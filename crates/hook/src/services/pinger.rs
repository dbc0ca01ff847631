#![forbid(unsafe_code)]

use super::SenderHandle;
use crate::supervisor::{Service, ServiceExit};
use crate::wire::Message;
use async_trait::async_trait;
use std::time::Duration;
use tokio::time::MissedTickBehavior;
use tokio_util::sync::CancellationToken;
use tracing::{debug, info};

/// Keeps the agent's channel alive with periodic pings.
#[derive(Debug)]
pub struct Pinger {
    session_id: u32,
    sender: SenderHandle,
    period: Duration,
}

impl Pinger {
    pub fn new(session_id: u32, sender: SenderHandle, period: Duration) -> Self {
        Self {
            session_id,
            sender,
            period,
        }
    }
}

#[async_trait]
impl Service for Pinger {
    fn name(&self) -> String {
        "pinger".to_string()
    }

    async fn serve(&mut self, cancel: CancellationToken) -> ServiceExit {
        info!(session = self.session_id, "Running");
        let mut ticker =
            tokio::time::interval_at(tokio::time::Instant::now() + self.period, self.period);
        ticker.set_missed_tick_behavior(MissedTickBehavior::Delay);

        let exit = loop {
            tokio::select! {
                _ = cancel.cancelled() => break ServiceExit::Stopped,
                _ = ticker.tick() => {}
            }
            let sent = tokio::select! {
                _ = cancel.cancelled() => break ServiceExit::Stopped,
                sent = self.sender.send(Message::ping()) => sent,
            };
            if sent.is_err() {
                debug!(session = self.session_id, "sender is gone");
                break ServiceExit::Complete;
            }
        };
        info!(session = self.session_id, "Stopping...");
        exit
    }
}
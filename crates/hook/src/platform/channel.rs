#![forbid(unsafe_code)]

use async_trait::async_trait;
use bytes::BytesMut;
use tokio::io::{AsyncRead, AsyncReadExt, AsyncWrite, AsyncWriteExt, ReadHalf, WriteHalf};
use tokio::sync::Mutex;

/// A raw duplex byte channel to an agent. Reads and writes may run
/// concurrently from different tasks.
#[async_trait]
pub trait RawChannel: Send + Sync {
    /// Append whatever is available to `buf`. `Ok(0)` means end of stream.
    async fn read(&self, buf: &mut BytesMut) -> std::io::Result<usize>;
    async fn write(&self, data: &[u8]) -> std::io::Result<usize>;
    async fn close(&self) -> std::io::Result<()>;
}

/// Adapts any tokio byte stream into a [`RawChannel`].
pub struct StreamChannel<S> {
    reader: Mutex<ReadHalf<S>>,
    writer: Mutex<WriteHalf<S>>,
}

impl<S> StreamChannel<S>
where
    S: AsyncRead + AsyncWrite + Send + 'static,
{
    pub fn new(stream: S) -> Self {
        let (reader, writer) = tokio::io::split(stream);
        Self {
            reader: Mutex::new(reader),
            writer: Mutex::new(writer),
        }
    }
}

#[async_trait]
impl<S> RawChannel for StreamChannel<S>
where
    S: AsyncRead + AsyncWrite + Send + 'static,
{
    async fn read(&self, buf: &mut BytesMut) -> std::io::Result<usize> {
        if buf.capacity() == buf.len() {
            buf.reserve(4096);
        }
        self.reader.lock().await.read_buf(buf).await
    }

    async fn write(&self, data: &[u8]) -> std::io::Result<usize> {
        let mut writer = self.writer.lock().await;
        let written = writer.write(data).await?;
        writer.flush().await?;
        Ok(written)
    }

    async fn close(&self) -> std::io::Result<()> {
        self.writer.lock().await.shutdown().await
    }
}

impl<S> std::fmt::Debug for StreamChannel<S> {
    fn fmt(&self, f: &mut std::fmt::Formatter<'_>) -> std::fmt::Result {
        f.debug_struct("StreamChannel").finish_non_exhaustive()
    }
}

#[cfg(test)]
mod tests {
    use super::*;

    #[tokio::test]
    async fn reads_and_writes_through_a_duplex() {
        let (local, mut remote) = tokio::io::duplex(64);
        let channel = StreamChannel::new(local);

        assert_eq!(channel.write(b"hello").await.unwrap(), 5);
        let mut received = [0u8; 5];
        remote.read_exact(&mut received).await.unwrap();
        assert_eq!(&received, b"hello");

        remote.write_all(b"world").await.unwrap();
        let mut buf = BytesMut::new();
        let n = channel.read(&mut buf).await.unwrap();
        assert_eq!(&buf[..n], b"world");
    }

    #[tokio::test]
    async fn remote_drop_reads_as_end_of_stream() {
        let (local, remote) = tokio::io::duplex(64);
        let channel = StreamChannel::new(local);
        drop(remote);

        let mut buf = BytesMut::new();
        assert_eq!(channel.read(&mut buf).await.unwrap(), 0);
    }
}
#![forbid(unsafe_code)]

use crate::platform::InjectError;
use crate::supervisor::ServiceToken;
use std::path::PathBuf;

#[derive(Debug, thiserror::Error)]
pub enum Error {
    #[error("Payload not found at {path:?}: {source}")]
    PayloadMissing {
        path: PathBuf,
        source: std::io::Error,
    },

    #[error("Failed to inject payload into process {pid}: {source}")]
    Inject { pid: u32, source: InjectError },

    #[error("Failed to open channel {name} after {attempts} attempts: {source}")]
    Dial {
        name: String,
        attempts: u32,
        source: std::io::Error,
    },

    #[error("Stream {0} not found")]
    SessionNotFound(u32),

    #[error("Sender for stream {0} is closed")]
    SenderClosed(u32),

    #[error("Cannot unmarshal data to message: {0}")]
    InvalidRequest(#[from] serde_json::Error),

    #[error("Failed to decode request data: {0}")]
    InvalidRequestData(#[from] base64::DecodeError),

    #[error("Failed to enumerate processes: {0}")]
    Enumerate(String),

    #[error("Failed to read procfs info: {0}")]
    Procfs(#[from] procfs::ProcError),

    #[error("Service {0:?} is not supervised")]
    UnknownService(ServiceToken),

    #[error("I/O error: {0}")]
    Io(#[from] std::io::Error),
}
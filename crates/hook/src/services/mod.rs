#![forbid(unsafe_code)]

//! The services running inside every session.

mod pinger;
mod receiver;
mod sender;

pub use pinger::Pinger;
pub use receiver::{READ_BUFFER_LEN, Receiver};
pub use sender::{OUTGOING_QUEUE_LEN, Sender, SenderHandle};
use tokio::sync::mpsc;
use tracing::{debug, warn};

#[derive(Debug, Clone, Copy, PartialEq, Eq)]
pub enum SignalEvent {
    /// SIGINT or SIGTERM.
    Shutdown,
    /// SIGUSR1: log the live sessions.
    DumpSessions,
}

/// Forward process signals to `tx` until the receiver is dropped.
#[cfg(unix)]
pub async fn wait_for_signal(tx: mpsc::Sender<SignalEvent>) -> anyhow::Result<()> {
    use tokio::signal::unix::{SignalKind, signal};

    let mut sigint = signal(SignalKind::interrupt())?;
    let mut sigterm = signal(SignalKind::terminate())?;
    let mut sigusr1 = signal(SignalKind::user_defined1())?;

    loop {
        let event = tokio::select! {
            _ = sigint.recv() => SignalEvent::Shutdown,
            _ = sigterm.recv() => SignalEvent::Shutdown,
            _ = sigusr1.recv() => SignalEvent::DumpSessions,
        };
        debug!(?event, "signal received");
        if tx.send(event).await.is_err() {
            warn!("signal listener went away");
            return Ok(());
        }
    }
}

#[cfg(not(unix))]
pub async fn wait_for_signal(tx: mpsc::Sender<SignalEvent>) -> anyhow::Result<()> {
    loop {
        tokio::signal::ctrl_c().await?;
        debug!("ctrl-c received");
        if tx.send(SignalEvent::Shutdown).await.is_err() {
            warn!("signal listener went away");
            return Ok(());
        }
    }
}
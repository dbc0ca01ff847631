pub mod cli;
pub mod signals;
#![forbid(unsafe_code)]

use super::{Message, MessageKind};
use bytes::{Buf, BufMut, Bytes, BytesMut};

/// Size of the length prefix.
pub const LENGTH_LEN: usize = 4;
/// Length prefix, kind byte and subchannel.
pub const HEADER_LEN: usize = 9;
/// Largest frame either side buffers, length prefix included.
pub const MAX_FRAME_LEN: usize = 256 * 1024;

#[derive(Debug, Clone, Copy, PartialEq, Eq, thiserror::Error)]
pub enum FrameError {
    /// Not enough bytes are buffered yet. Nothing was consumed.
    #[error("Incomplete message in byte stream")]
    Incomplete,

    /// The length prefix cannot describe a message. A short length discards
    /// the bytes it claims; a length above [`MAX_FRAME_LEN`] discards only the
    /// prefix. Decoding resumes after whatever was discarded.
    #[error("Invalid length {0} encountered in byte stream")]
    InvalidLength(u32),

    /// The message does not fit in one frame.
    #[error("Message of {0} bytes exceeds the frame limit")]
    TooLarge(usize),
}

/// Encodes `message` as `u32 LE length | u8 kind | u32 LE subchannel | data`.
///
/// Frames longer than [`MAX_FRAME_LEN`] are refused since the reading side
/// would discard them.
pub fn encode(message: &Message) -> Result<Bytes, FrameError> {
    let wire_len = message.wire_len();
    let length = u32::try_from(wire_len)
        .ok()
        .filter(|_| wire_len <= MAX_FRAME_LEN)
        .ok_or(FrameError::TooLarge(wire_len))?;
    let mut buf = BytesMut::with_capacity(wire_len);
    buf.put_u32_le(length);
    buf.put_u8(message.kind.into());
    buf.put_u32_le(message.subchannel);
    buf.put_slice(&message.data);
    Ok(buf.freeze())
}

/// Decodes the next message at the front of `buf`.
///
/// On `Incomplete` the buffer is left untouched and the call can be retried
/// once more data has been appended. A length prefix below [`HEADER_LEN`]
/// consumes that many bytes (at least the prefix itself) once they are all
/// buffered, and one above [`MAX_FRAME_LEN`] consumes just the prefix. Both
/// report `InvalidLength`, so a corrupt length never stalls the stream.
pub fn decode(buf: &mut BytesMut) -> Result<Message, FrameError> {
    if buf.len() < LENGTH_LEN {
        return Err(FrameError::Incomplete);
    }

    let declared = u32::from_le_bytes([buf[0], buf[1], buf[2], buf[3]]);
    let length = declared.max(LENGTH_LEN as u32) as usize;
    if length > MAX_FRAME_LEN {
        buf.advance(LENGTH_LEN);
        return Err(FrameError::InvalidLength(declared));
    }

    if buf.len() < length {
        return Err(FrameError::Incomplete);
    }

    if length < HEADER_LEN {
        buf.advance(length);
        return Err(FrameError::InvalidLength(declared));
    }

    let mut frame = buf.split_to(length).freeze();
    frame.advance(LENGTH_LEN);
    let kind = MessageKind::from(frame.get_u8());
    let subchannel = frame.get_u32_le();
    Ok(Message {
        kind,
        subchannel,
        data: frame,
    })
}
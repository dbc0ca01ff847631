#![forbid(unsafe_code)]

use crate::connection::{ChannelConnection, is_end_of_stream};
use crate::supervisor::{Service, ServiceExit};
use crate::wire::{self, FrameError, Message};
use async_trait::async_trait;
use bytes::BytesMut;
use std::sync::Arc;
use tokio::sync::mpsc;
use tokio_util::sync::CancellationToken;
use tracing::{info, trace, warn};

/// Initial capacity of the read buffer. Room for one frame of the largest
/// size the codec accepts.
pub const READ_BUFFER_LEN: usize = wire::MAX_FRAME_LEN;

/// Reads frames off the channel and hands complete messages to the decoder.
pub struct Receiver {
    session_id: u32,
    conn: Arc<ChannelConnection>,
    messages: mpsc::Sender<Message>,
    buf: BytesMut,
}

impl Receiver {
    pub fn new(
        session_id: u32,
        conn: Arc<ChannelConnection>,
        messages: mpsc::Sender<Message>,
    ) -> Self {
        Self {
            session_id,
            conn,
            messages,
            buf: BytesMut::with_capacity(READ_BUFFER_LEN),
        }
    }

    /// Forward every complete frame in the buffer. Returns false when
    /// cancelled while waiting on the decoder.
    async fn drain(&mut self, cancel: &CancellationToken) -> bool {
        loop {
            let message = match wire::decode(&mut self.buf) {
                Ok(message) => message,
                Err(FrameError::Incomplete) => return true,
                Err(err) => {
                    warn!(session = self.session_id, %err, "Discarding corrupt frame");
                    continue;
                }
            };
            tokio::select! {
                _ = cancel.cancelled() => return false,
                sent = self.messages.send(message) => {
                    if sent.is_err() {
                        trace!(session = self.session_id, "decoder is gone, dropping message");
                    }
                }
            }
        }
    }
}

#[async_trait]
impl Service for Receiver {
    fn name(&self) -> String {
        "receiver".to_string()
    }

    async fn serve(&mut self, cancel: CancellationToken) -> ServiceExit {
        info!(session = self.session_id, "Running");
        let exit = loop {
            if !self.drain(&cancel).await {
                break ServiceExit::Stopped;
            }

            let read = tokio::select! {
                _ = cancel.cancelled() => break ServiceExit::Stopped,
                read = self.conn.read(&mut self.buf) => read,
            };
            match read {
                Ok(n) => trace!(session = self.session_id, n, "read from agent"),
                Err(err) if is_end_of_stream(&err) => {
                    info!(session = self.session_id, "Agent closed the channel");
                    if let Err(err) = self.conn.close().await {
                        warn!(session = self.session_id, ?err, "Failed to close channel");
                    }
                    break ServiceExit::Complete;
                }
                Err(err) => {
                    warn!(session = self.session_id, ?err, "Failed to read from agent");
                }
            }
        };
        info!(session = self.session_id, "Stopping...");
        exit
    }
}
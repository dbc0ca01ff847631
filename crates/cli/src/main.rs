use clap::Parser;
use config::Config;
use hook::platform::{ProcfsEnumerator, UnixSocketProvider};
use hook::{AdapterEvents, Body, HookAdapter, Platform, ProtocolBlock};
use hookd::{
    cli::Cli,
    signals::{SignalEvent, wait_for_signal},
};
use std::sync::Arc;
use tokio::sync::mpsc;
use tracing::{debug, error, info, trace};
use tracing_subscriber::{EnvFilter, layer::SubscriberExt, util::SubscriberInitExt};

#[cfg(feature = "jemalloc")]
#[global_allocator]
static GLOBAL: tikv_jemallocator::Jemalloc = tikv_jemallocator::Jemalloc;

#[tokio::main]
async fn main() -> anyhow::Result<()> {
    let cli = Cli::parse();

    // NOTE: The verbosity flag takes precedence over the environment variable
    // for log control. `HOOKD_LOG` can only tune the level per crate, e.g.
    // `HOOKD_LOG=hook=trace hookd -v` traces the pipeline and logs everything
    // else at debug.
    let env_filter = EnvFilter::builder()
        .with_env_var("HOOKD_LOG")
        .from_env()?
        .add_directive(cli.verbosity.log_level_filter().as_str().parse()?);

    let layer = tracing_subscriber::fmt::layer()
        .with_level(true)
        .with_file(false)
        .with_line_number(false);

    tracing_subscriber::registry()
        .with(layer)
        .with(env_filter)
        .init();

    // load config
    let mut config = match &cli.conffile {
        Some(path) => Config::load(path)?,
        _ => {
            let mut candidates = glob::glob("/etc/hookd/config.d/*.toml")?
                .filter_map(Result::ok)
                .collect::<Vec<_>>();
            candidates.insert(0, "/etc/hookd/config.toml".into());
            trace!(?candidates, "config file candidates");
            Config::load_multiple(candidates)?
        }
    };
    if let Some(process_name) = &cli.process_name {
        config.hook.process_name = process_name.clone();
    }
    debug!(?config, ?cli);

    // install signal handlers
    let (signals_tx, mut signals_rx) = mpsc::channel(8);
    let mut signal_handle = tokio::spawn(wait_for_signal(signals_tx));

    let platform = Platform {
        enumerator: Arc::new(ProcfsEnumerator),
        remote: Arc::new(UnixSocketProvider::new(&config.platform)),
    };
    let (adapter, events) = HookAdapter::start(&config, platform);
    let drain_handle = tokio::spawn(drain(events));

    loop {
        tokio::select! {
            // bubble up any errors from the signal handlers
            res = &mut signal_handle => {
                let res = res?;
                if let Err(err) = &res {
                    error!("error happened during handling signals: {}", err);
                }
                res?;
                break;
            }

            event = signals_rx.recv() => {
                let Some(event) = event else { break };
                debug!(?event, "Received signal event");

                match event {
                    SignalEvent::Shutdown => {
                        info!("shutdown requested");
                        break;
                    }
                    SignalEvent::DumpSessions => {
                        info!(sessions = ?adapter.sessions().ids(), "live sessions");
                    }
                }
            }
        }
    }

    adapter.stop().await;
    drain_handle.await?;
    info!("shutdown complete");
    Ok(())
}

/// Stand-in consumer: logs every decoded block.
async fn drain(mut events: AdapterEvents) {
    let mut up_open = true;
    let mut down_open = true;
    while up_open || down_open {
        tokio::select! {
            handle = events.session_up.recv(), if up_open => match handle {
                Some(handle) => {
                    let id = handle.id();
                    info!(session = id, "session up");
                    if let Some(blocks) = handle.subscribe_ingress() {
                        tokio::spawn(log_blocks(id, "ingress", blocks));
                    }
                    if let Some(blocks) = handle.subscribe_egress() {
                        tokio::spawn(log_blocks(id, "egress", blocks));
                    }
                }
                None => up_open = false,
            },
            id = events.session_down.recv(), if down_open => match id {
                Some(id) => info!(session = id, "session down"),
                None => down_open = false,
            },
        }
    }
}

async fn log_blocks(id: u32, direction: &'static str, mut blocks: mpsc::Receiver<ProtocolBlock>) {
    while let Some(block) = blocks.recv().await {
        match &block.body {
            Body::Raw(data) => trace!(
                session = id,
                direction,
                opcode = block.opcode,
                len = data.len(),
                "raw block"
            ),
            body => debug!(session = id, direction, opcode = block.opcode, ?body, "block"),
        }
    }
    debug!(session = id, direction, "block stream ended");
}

------------------------

=== EXERCISE DESCRIPTION ===
Using the records above, copy each line that contains "derive".

=== ANSWER SECTION ===
#[derive(Debug)]
#[derive(Debug, thiserror::Error)]
#[derive(Debug, Clone, Copy, PartialEq, Eq)]
#[derive(Debug, Clone, Copy, PartialEq, Eq, thiserror::Error)]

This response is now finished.